• [What needs to be done]
Starting at the line that contains "its name as", restate each line word for word through the final line of the data, keeping both ends.

|---|

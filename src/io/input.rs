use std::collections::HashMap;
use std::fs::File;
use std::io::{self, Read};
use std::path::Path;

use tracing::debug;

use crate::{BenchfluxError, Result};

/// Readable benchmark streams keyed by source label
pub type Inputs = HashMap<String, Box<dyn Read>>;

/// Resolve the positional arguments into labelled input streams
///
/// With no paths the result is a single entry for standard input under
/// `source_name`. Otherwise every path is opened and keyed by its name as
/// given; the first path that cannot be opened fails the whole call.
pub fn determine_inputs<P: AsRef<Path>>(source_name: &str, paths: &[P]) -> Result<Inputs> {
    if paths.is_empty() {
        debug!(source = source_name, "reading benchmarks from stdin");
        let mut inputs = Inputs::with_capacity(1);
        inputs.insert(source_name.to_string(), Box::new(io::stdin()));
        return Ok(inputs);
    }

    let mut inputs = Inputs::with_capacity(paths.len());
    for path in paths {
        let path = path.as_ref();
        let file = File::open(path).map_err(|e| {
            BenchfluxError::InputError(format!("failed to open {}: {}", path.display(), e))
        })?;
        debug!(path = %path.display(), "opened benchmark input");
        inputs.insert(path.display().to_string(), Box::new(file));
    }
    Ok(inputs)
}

|---|

• [Task response]
/// `source_name`. Otherwise every path is opened and keyed by its name as
/// given; the first path that cannot be opened fails the whole call.
pub fn determine_inputs<P: AsRef<Path>>(source_name: &str, paths: &[P]) -> Result<Inputs> {
    if paths.is_empty() {
        debug!(source = source_name, "reading benchmarks from stdin");
        let mut inputs = Inputs::with_capacity(1);
        inputs.insert(source_name.to_string(), Box::new(io::stdin()));
        return Ok(inputs);
    }

    let mut inputs = Inputs::with_capacity(paths.len());
    for path in paths {
        let path = path.as_ref();
        let file = File::open(path).map_err(|e| {
            BenchfluxError::InputError(format!("failed to open {}: {}", path.display(), e))
        })?;
        debug!(path = %path.display(), "opened benchmark input");
        inputs.insert(path.display().to_string(), Box::new(file));
    }
    Ok(inputs)
}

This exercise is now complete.